===== Record set =====

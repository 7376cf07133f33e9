use std::sync::Arc;
use std::time::Duration;

use futures::{SinkExt, StreamExt};
use parking_lot::Mutex;
use tokio::sync::{broadcast, mpsc};
use tokio_tungstenite::{connect_async, tungstenite::Message};
use tracing::{debug, info, warn};
use url::Url;

use tombola_protocol::Envelope;

const RECONNECT_DELAY: Duration = Duration::from_secs(2);
const EVENT_CHANNEL_CAPACITY: usize = 256;

/// Connection lifecycle and inbound frames, fanned out to every subscriber.
#[derive(Debug, Clone)]
pub enum TransportEvent {
    Connected,
    Disconnected,
    ConnectError(String),
    Message(Envelope),
}

/// One process-wide event channel connection, shared by any number of room
/// views. Created explicitly and injected where needed; reconnection is its
/// own business, consumers only observe lifecycle events.
#[derive(Clone)]
pub struct Transport {
    inner: Arc<TransportInner>,
}

struct TransportInner {
    events: broadcast::Sender<TransportEvent>,
    outbound: mpsc::UnboundedSender<Envelope>,
    pump: Mutex<Option<tokio::task::JoinHandle<()>>>,
}

impl Transport {
    /// Opens the connection and keeps it alive until `shutdown`.
    pub fn connect(url: Url) -> Transport {
        let (events, _) = broadcast::channel(EVENT_CHANNEL_CAPACITY);
        let (outbound, rx_out) = mpsc::unbounded_channel();
        let pump = tokio::spawn(pump(url, events.clone(), rx_out));
        Transport {
            inner: Arc::new(TransportInner {
                events,
                outbound,
                pump: Mutex::new(Some(pump)),
            }),
        }
    }

    /// Queues a named event for the server. Frames queued while offline are
    /// flushed after the next successful connect.
    pub fn emit(&self, event: &str, data: serde_json::Value) {
        let _ = self.inner.outbound.send(Envelope::new(event, data));
    }

    pub fn subscribe(&self) -> broadcast::Receiver<TransportEvent> {
        self.inner.events.subscribe()
    }

    /// Releases the connection. Safe to call more than once.
    pub fn shutdown(&self) {
        if let Some(pump) = self.inner.pump.lock().take() {
            pump.abort();
        }
    }

    /// A transport with no socket behind it, for driving consumers by hand.
    #[cfg(test)]
    pub(crate) fn offline() -> (Transport, mpsc::UnboundedReceiver<Envelope>) {
        let (events, _) = broadcast::channel(EVENT_CHANNEL_CAPACITY);
        let (outbound, rx_out) = mpsc::unbounded_channel();
        let transport = Transport {
            inner: Arc::new(TransportInner {
                events,
                outbound,
                pump: Mutex::new(None),
            }),
        };
        (transport, rx_out)
    }

    #[cfg(test)]
    pub(crate) fn inject(&self, event: TransportEvent) {
        let _ = self.inner.events.send(event);
    }
}

async fn pump(
    url: Url,
    events: broadcast::Sender<TransportEvent>,
    mut rx_out: mpsc::UnboundedReceiver<Envelope>,
) {
    loop {
        match connect_async(url.as_str()).await {
            Ok((mut socket, _)) => {
                info!(%url, "event channel connected");
                let _ = events.send(TransportEvent::Connected);
                loop {
                    tokio::select! {
                        Some(out) = rx_out.recv() => {
                            let text = match serde_json::to_string(&out) {
                                Ok(text) => text,
                                Err(err) => {
                                    warn!(%err, event = %out.event, "dropping unencodable frame");
                                    continue;
                                }
                            };
                            if socket.send(Message::Text(text)).await.is_err() {
                                break;
                            }
                        }
                        frame = socket.next() => match frame {
                            Some(Ok(Message::Text(text))) => {
                                match serde_json::from_str::<Envelope>(&text) {
                                    Ok(envelope) => {
                                        let _ = events.send(TransportEvent::Message(envelope));
                                    }
                                    Err(err) => debug!(%err, "ignoring undecodable frame"),
                                }
                            }
                            Some(Ok(Message::Close(_))) | None => break,
                            Some(Ok(_)) => {}
                            Some(Err(err)) => {
                                warn!(%err, "event channel error");
                                break;
                            }
                        },
                    }
                }
                warn!(%url, "event channel disconnected");
                let _ = events.send(TransportEvent::Disconnected);
            }
            Err(err) => {
                warn!(%url, %err, "event channel connect failed");
                let _ = events.send(TransportEvent::ConnectError(err.to_string()));
            }
        }
        tokio::time::sleep(RECONNECT_DELAY).await;
    }
}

=====

§ **Assignment**
The output must consist solely of the lines from the first line of the records through the line containing "pub fn connect(url: Url)", reproduced exactly.

§ **Output**
repository 7376cf07133f33e9
use std::sync::Arc;
use std::time::Duration;

use futures::{SinkExt, StreamExt};
use parking_lot::Mutex;
use tokio::sync::{broadcast, mpsc};
use tokio_tungstenite::{connect_async, tungstenite::Message};
use tracing::{debug, info, warn};
use url::Url;

use tombola_protocol::Envelope;

const RECONNECT_DELAY: Duration = Duration::from_secs(2);
const EVENT_CHANNEL_CAPACITY: usize = 256;

/// Connection lifecycle and inbound frames, fanned out to every subscriber.
#[derive(Debug, Clone)]
pub enum TransportEvent {
    Connected,
    Disconnected,
    ConnectError(String),
    Message(Envelope),
}

/// One process-wide event channel connection, shared by any number of room
/// views. Created explicitly and injected where needed; reconnection is its
/// own business, consumers only observe lifecycle events.
#[derive(Clone)]
pub struct Transport {
    inner: Arc<TransportInner>,
}

struct TransportInner {
    events: broadcast::Sender<TransportEvent>,
    outbound: mpsc::UnboundedSender<Envelope>,
    pump: Mutex<Option<tokio::task::JoinHandle<()>>>,
}

impl Transport {
    /// Opens the connection and keeps it alive until `shutdown`.
    pub fn connect(url: Url) -> Transport {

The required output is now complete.